▸ WORK ITEM: Search the entries below for the word "document" and copy each line that has it.
[Opening EXERCISE DATA section]
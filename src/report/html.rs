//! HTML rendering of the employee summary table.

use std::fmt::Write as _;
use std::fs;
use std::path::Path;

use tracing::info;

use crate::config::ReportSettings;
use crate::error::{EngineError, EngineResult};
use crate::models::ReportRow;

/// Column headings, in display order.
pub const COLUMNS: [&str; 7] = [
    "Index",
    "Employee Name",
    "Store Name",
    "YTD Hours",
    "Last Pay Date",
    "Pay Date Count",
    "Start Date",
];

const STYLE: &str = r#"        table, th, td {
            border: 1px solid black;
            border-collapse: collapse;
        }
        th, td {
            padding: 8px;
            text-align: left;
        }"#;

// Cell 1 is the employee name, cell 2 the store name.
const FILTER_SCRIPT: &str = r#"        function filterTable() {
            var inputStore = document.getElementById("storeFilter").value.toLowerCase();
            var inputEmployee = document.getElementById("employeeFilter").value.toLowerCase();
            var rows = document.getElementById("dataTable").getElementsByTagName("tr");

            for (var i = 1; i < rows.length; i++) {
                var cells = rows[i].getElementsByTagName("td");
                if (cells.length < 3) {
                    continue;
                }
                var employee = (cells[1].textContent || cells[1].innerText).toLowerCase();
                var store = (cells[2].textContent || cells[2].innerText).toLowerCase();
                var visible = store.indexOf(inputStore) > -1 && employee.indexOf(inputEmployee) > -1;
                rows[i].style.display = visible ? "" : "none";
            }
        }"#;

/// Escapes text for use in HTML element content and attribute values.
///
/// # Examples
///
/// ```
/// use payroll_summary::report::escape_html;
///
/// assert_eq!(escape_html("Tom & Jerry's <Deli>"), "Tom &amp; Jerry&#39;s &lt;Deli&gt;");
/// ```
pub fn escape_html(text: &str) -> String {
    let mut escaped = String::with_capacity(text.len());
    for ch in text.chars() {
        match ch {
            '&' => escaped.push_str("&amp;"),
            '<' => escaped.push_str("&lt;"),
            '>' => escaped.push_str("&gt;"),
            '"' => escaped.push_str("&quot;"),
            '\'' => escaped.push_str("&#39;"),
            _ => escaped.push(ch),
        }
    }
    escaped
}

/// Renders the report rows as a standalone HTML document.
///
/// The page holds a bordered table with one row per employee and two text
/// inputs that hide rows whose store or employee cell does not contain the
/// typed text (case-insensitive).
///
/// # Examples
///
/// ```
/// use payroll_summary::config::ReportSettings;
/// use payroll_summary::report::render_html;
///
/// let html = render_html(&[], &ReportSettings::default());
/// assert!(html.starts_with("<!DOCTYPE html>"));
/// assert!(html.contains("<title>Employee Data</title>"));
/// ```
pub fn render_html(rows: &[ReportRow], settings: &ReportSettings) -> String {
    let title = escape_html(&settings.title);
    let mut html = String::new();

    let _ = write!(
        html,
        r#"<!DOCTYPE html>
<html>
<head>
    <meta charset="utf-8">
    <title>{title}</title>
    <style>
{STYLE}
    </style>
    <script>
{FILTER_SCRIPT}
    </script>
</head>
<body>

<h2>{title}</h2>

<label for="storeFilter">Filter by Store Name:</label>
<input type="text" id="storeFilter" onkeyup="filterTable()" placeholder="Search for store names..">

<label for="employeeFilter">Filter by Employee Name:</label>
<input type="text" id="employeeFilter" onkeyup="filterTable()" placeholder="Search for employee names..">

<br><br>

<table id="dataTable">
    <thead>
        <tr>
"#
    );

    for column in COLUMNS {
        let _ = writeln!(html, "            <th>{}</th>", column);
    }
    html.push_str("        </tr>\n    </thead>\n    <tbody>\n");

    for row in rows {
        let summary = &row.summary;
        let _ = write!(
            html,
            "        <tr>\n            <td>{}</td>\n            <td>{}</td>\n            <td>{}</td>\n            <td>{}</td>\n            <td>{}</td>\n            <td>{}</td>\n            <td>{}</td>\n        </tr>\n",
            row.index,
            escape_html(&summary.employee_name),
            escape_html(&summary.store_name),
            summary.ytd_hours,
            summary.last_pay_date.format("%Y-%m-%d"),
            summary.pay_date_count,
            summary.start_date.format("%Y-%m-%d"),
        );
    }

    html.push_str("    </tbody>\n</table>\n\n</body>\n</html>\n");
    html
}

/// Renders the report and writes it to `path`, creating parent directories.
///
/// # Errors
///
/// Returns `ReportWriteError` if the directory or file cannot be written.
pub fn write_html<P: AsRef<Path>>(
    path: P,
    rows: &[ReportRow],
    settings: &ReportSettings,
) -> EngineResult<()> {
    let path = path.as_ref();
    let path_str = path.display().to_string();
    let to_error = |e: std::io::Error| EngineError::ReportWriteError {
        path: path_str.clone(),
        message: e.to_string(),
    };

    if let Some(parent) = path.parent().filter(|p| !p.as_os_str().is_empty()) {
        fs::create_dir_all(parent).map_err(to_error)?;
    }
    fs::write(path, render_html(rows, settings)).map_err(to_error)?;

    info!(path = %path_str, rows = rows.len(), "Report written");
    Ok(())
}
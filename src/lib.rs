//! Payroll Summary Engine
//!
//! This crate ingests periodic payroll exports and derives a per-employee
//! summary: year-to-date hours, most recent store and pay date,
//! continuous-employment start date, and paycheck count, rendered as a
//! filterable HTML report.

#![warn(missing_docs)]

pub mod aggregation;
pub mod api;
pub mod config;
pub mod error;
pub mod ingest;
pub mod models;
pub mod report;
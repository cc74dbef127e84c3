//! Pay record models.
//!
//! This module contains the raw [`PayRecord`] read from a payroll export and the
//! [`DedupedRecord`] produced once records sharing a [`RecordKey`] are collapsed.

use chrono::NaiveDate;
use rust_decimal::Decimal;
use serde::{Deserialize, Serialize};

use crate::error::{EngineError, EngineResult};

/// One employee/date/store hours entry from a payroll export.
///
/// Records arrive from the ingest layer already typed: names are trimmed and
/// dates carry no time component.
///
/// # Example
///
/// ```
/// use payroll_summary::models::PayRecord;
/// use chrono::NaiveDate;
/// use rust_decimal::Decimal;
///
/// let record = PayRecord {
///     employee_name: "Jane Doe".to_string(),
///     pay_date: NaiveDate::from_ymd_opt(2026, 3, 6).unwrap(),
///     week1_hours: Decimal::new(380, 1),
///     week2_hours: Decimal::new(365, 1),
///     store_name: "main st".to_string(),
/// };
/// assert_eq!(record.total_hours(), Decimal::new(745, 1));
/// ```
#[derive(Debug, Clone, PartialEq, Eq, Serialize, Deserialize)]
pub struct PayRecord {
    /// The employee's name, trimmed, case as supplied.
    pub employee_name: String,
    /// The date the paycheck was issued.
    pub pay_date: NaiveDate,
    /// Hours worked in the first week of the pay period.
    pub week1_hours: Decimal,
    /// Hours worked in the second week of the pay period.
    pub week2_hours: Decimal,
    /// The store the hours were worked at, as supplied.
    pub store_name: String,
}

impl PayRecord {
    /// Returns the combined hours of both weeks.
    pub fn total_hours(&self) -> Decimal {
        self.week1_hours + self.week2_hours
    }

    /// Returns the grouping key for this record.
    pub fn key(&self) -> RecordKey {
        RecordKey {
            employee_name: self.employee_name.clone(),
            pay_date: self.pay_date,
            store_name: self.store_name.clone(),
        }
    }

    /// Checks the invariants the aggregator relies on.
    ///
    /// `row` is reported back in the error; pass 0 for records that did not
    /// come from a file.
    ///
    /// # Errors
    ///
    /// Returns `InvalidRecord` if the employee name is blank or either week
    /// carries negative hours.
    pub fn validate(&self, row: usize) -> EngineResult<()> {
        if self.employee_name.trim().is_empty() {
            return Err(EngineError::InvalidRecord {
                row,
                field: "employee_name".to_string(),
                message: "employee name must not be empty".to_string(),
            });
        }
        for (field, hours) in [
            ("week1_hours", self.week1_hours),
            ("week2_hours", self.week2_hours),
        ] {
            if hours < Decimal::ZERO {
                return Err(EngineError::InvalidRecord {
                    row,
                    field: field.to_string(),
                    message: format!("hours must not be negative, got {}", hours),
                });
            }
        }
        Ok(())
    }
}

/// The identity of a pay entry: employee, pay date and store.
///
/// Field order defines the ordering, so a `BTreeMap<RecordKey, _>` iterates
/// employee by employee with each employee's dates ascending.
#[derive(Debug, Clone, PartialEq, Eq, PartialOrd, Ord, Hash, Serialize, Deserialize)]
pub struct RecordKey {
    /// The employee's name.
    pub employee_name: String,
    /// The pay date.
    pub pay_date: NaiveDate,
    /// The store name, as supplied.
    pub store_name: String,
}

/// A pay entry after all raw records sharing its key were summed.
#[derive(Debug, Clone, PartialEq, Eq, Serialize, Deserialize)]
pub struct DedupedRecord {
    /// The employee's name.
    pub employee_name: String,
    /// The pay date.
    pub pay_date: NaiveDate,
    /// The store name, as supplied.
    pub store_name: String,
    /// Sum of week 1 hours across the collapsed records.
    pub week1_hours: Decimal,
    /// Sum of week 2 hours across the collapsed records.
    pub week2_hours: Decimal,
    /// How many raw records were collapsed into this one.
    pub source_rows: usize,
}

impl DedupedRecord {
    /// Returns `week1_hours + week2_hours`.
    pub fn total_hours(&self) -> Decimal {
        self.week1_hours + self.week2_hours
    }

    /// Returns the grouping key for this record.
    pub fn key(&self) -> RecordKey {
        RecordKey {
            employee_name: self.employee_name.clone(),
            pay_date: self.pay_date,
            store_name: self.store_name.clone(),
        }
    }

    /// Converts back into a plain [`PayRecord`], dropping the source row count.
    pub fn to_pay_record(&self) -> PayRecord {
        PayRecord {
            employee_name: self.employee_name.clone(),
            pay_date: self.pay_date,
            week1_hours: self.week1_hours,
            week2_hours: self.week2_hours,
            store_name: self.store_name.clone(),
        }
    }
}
[Closing EXERCISE DATA section]
▸ EXERCISE ANSWER:
            var inputStore = document.getElementById("storeFilter").value.toLowerCase();
            var inputEmployee = document.getElementById("employeeFilter").value.toLowerCase();
            var rows = document.getElementById("dataTable").getElementsByTagName("tr");
/// Renders the report rows as a standalone HTML document.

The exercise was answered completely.